WORK INSTRUCTION:
Return each line exactly as written. Begin with the first line of the entries and end with the line that has "pub use profile::ComplianceProfile;".

(Collected data entries)
-- Opening Marker --
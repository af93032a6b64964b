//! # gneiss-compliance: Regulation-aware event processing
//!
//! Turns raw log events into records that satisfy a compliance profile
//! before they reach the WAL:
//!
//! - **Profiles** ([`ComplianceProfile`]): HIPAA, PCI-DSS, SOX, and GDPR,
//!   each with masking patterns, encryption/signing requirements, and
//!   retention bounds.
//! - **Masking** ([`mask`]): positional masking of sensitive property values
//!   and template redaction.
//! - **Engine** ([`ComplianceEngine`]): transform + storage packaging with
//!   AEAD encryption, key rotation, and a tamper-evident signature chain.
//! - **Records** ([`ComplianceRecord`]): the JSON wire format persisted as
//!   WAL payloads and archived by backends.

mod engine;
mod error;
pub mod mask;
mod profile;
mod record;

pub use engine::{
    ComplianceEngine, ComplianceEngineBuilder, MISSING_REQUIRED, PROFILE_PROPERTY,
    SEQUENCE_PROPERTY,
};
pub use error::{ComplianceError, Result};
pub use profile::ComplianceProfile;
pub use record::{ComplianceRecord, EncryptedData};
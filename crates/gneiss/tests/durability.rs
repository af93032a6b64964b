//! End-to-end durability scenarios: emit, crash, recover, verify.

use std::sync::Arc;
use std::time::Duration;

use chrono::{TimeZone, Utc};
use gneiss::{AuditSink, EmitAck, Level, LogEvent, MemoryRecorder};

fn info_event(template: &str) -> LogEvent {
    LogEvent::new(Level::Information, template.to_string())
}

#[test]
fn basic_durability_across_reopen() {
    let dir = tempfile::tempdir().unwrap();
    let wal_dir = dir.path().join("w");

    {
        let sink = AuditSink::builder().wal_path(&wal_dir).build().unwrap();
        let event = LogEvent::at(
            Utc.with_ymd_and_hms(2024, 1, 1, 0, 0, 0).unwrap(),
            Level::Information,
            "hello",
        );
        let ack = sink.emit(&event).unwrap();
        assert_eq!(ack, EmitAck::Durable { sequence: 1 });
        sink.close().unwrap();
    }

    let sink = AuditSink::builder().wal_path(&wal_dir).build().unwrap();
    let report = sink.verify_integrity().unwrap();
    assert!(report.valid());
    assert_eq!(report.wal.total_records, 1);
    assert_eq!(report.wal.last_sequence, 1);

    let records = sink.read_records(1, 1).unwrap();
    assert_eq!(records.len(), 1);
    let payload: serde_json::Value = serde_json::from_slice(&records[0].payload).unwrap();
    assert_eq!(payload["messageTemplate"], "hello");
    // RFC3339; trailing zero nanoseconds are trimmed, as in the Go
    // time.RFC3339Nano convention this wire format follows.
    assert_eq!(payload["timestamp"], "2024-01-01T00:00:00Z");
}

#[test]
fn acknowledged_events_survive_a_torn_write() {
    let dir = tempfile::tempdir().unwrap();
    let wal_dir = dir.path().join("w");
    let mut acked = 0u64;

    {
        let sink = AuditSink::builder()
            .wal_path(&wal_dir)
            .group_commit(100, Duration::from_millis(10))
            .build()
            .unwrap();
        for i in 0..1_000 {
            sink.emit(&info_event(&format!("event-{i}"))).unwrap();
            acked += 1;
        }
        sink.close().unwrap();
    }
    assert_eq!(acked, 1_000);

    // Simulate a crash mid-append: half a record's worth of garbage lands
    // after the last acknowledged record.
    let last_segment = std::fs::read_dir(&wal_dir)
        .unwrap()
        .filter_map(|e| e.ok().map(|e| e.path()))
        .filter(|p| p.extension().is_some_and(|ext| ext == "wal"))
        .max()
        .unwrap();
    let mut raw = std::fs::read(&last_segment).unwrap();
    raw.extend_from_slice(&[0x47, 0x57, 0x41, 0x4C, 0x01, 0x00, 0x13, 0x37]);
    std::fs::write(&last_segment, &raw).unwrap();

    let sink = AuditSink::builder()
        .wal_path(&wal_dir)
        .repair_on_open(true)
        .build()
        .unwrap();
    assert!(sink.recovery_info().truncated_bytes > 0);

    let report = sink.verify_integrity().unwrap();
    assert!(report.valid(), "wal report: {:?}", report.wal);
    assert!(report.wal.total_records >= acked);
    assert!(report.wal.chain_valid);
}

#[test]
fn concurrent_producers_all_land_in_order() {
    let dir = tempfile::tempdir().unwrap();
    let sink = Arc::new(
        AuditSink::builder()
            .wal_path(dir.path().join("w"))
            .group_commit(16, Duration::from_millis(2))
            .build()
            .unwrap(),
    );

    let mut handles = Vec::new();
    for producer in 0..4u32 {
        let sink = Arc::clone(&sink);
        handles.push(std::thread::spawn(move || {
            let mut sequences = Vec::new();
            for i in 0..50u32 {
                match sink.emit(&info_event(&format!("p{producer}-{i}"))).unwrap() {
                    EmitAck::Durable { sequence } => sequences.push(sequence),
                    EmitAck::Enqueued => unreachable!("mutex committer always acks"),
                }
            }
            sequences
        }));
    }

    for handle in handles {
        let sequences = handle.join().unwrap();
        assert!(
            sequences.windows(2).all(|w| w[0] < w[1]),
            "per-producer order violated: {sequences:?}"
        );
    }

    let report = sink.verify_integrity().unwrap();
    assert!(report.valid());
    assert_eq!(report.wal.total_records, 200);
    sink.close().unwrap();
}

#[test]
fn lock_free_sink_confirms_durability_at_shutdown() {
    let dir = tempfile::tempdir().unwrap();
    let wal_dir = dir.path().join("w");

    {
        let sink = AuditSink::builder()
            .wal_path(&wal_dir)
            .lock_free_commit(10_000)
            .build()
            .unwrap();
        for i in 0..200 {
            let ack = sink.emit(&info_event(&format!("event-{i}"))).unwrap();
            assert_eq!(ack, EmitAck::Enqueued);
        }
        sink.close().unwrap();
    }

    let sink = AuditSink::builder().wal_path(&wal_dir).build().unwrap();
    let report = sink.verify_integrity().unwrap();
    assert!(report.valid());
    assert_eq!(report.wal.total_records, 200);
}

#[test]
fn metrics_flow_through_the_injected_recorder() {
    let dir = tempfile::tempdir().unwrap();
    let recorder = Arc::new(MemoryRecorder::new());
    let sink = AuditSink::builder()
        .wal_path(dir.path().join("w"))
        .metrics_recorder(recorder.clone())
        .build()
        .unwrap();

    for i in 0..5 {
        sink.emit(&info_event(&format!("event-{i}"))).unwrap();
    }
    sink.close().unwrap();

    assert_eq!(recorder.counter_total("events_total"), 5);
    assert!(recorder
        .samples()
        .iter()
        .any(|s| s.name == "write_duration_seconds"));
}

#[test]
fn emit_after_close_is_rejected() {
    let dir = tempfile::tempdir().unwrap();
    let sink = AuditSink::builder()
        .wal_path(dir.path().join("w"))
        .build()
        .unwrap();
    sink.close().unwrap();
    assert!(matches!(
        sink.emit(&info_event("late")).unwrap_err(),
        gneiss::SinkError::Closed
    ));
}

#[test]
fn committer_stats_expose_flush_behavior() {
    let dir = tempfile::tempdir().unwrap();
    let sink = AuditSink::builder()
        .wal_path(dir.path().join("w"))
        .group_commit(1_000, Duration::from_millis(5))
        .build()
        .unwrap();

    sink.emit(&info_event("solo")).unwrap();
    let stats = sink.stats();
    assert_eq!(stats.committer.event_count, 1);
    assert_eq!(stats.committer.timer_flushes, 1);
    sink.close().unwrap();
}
-- Closing Marker --
REPLY:
repository af93032a6b64964b
//! # gneiss-compliance: Regulation-aware event processing
//!
//! Turns raw log events into records that satisfy a compliance profile
//! before they reach the WAL:
//!
//! - **Profiles** ([`ComplianceProfile`]): HIPAA, PCI-DSS, SOX, and GDPR,
//!   each with masking patterns, encryption/signing requirements, and
//!   retention bounds.
//! - **Masking** ([`mask`]): positional masking of sensitive property values
//!   and template redaction.
//! - **Engine** ([`ComplianceEngine`]): transform + storage packaging with
//!   AEAD encryption, key rotation, and a tamper-evident signature chain.
//! - **Records** ([`ComplianceRecord`]): the JSON wire format persisted as
//!   WAL payloads and archived by backends.

mod engine;
mod error;
pub mod mask;
mod profile;
mod record;

pub use engine::{
    ComplianceEngine, ComplianceEngineBuilder, MISSING_REQUIRED, PROFILE_PROPERTY,
    SEQUENCE_PROPERTY,
};
pub use error::{ComplianceError, Result};
pub use profile::ComplianceProfile;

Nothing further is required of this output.